━━ The records

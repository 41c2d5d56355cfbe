use eyre::{Result, WrapErr, ensure};
use serde::Deserialize;
use std::fs;
use std::path::Path;
use tracing::debug;

#[derive(Debug, Default, Deserialize)]
#[serde(default, deny_unknown_fields)]
pub struct Config {
    pub analytics: Analytics,
}

/// Tuning parameters for the movie catalog report. The student queries are
/// deliberately not configurable.
#[derive(Debug, Deserialize)]
#[serde(default, deny_unknown_fields)]
pub struct Analytics {
    /// Size of the non-overlapping report windows.
    pub fixed_window: usize,
    /// Size of the overlapping report windows.
    pub sliding_window: usize,
    /// Minimum rating for a movie to appear in the highlights.
    pub high_rating: f64,
}

impl Default for Analytics {
    fn default() -> Analytics {
        Analytics {
            fixed_window: 3,
            sliding_window: 2,
            high_rating: 8.0,
        }
    }
}

impl Config {
    pub fn load(file_name: &Path) -> Result<Config> {
        let content =
            fs::read_to_string(file_name).wrap_err("cannot load configuration file")?;
        let config =
            toml::from_str::<Config>(&content).wrap_err("cannot parse configuration file")?;
        config.check()?;
        debug!(file = %file_name.display(), "configuration loaded");
        Ok(config)
    }

    fn check(&self) -> Result<()> {
        ensure!(
            self.analytics.fixed_window > 0,
            "analytics.fixed_window must be positive"
        );
        ensure!(
            self.analytics.sliding_window > 0,
            "analytics.sliding_window must be positive"
        );
        Ok(())
    }
}
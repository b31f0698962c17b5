//! # Trailgraph Oracle
//!
//! The relationship-oracle contract: an external text-understanding
//! service that, given two disjoint sets of candidate nodes, proposes
//! weighted, typed relationships between them.
//!
//! The engine only depends on the [`RelationshipOracle`] trait. The
//! proposals an oracle returns are *untrusted*: the engine validates
//! endpoints, taxonomy, and weight range before anything reaches the
//! typed edge model.
//!
//! ## Features
//!
//! - `api`: Gemini HTTP backend
//!
//! ## Usage
//!
//! ```rust,ignore
//! use trailgraph_oracle::{GeminiOracle, RelationshipOracle};
//!
//! let oracle = GeminiOracle::from_env()?;
//! let proposals = oracle.propose_across(&new_candidates, &existing_candidates).await?;
//! ```

mod backend;
mod prompt;

pub use backend::{
    Candidate, MockOracle, OracleConfig, OracleError, OracleResult, ProposedRelationship,
    RecordedRequest, RelationshipOracle,
};
pub use prompt::{parse_relationships_json, AllPairsPrompt, CrossBoundaryPrompt, PromptTemplate};

#[cfg(feature = "api")]
mod gemini;
#[cfg(feature = "api")]
pub use gemini::GeminiOracle;

/// Prelude for convenient imports.
pub mod prelude {
    pub use crate::{Candidate, OracleError, OracleResult, ProposedRelationship, RelationshipOracle};
    pub use crate::{MockOracle, OracleConfig};

    #[cfg(feature = "api")]
    pub use crate::GeminiOracle;
}
/// Validate oracle proposals against a fixed schema before they reach
/// the typed edge model. Violations drop the single relationship, never
/// the batch.
pub(crate) fn admit_proposals(
    proposals: Vec<ProposedRelationship>,
    mode: &AdmissionMode<'_>,
) -> Admitted {
    let mut admitted = Admitted::default();
    let mut seen: HashSet<(String, String)> = HashSet::new();

    for proposal in proposals {
        let relationship = match RelationshipType::parse(&proposal.relationship_type) {
            Some(RelationshipType::Contains) | None => {
                warn!(
                    relationship_type = %proposal.relationship_type,
                    "dropping proposal with relationship type outside the taxonomy"
                );
                admitted.invalid += 1;
                continue;
            }
            Some(ty) => ty,
        };

        let owners = match mode {
            AdmissionMode::CrossBoundary { new, existing } => {
                match (
                    new.get(&proposal.source_id),
                    existing.get(&proposal.target_id),
                    existing.get(&proposal.source_id),
                    new.get(&proposal.target_id),
                ) {
                    (Some(&s), Some(&t), _, _) => Some((s, t)),
                    (_, _, Some(&s), Some(&t)) => Some((s, t)),
                    _ => None,
                }
            }
            AdmissionMode::AllPairs { candidates } => {
                match (
                    candidates.get(&proposal.source_id),
                    candidates.get(&proposal.target_id),
                ) {
                    (Some(&s), Some(&t)) => Some((s, t)),
                    _ => None,
                }
            }
        };

        let (source_owner, target_owner) = match owners {
            Some(pair) => pair,
            None => {
                warn!(
                    source = %proposal.source_id,
                    target = %proposal.target_id,
                    "dropping proposal with endpoints outside the submitted candidate sets"
                );
                admitted.invalid += 1;
                continue;
            }
        };

        if source_owner == target_owner {
            warn!(
                source = %proposal.source_id,
                target = %proposal.target_id,
                "dropping proposal relating two nodes of the same cluster"
            );
            admitted.invalid += 1;
            continue;
        }

        if !proposal.weight.is_finite()
            || proposal.weight < WEIGHT_FLOOR
            || proposal.weight > MAX_RELATIONSHIP_WEIGHT
        {
            warn!(weight = proposal.weight, "dropping proposal with out-of-range weight");
            admitted.invalid += 1;
            continue;
        }

        if proposal.weight < MIN_RELATIONSHIP_WEIGHT {
            debug!(
                source = %proposal.source_id,
                target = %proposal.target_id,
                weight = proposal.weight,
                "filtered weak relationship"
            );
            admitted.below_threshold += 1;
            continue;
        }

        if !seen.insert((proposal.source_id.clone(), proposal.target_id.clone())) {
            admitted.invalid += 1;
            continue;
        }

        admitted.edges.push(GraphEdge::new(
            NodeId::from(proposal.source_id),
            NodeId::from(proposal.target_id),
            proposal.weight,
            relationship,
        ));
    }

    admitted
}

━━━━

* _What is expected_: Print every record above exactly as it appears.

* _Answer_:
repository 41c2d5d56355cfbe
use eyre::{Result, WrapErr, ensure};
use serde::Deserialize;
use std::fs;
use std::path::Path;
use tracing::debug;

#[derive(Debug, Default, Deserialize)]
#[serde(default, deny_unknown_fields)]
pub struct Config {
    pub analytics: Analytics,
}

/// Tuning parameters for the movie catalog report. The student queries are
/// deliberately not configurable.
#[derive(Debug, Deserialize)]
#[serde(default, deny_unknown_fields)]
pub struct Analytics {
    /// Size of the non-overlapping report windows.
    pub fixed_window: usize,
    /// Size of the overlapping report windows.
    pub sliding_window: usize,
    /// Minimum rating for a movie to appear in the highlights.
    pub high_rating: f64,
}

impl Default for Analytics {
    fn default() -> Analytics {
        Analytics {
            fixed_window: 3,
            sliding_window: 2,
            high_rating: 8.0,
        }
    }
}

impl Config {
    pub fn load(file_name: &Path) -> Result<Config> {
        let content =
            fs::read_to_string(file_name).wrap_err("cannot load configuration file")?;
        let config =
            toml::from_str::<Config>(&content).wrap_err("cannot parse configuration file")?;
        config.check()?;
        debug!(file = %file_name.display(), "configuration loaded");
        Ok(config)
    }

    fn check(&self) -> Result<()> {
        ensure!(
            self.analytics.fixed_window > 0,
            "analytics.fixed_window must be positive"
        );
        ensure!(
            self.analytics.sliding_window > 0,
            "analytics.sliding_window must be positive"
        );
        Ok(())
    }
}
repository b31f0698962c17b5
//! # Trailgraph Oracle
//!
//! The relationship-oracle contract: an external text-understanding
//! service that, given two disjoint sets of candidate nodes, proposes
//! weighted, typed relationships between them.
//!
//! The engine only depends on the [`RelationshipOracle`] trait. The
//! proposals an oracle returns are *untrusted*: the engine validates
//! endpoints, taxonomy, and weight range before anything reaches the
//! typed edge model.
//!
//! ## Features
//!
//! - `api`: Gemini HTTP backend
//!
//! ## Usage
//!
//! ```rust,ignore
//! use trailgraph_oracle::{GeminiOracle, RelationshipOracle};
//!
//! let oracle = GeminiOracle::from_env()?;
//! let proposals = oracle.propose_across(&new_candidates, &existing_candidates).await?;
//! ```

mod backend;
mod prompt;

pub use backend::{
    Candidate, MockOracle, OracleConfig, OracleError, OracleResult, ProposedRelationship,
    RecordedRequest, RelationshipOracle,
};
pub use prompt::{parse_relationships_json, AllPairsPrompt, CrossBoundaryPrompt, PromptTemplate};

#[cfg(feature = "api")]
mod gemini;
#[cfg(feature = "api")]
pub use gemini::GeminiOracle;

/// Prelude for convenient imports.
pub mod prelude {
    pub use crate::{Candidate, OracleError, OracleResult, ProposedRelationship, RelationshipOracle};
    pub use crate::{MockOracle, OracleConfig};

    #[cfg(feature = "api")]
    pub use crate::GeminiOracle;
}
/// Validate oracle proposals against a fixed schema before they reach
/// the typed edge model. Violations drop the single relationship, never
/// the batch.
pub(crate) fn admit_proposals(
    proposals: Vec<ProposedRelationship>,
    mode: &AdmissionMode<'_>,
) -> Admitted {
    let mut admitted = Admitted::default();
    let mut seen: HashSet<(String, String)> = HashSet::new();

    for proposal in proposals {
        let relationship = match RelationshipType::parse(&proposal.relationship_type) {
            Some(RelationshipType::Contains) | None => {
                warn!(
                    relationship_type = %proposal.relationship_type,
                    "dropping proposal with relationship type outside the taxonomy"
                );
                admitted.invalid += 1;
                continue;
            }
            Some(ty) => ty,
        };

        let owners = match mode {
            AdmissionMode::CrossBoundary { new, existing } => {
                match (
                    new.get(&proposal.source_id),
                    existing.get(&proposal.target_id),
                    existing.get(&proposal.source_id),
                    new.get(&proposal.target_id),
                ) {
                    (Some(&s), Some(&t), _, _) => Some((s, t)),
                    (_, _, Some(&s), Some(&t)) => Some((s, t)),
                    _ => None,
                }
            }
            AdmissionMode::AllPairs { candidates } => {
                match (
                    candidates.get(&proposal.source_id),
                    candidates.get(&proposal.target_id),
                ) {
                    (Some(&s), Some(&t)) => Some((s, t)),
                    _ => None,
                }
            }
        };

        let (source_owner, target_owner) = match owners {
            Some(pair) => pair,
            None => {
                warn!(
                    source = %proposal.source_id,
                    target = %proposal.target_id,
                    "dropping proposal with endpoints outside the submitted candidate sets"
                );
                admitted.invalid += 1;
                continue;
            }
        };

        if source_owner == target_owner {
            warn!(
                source = %proposal.source_id,
                target = %proposal.target_id,
                "dropping proposal relating two nodes of the same cluster"
            );
            admitted.invalid += 1;
            continue;
        }

        if !proposal.weight.is_finite()
            || proposal.weight < WEIGHT_FLOOR
            || proposal.weight > MAX_RELATIONSHIP_WEIGHT
        {
            warn!(weight = proposal.weight, "dropping proposal with out-of-range weight");
            admitted.invalid += 1;
            continue;
        }

        if proposal.weight < MIN_RELATIONSHIP_WEIGHT {
            debug!(
                source = %proposal.source_id,
                target = %proposal.target_id,
                weight = proposal.weight,
                "filtered weak relationship"
            );
            admitted.below_threshold += 1;
            continue;
        }

        if !seen.insert((proposal.source_id.clone(), proposal.target_id.clone())) {
            admitted.invalid += 1;
            continue;
        }

        admitted.edges.push(GraphEdge::new(
            NodeId::from(proposal.source_id),
            NodeId::from(proposal.target_id),
            proposal.weight,
            relationship,
        ));
    }

    admitted
}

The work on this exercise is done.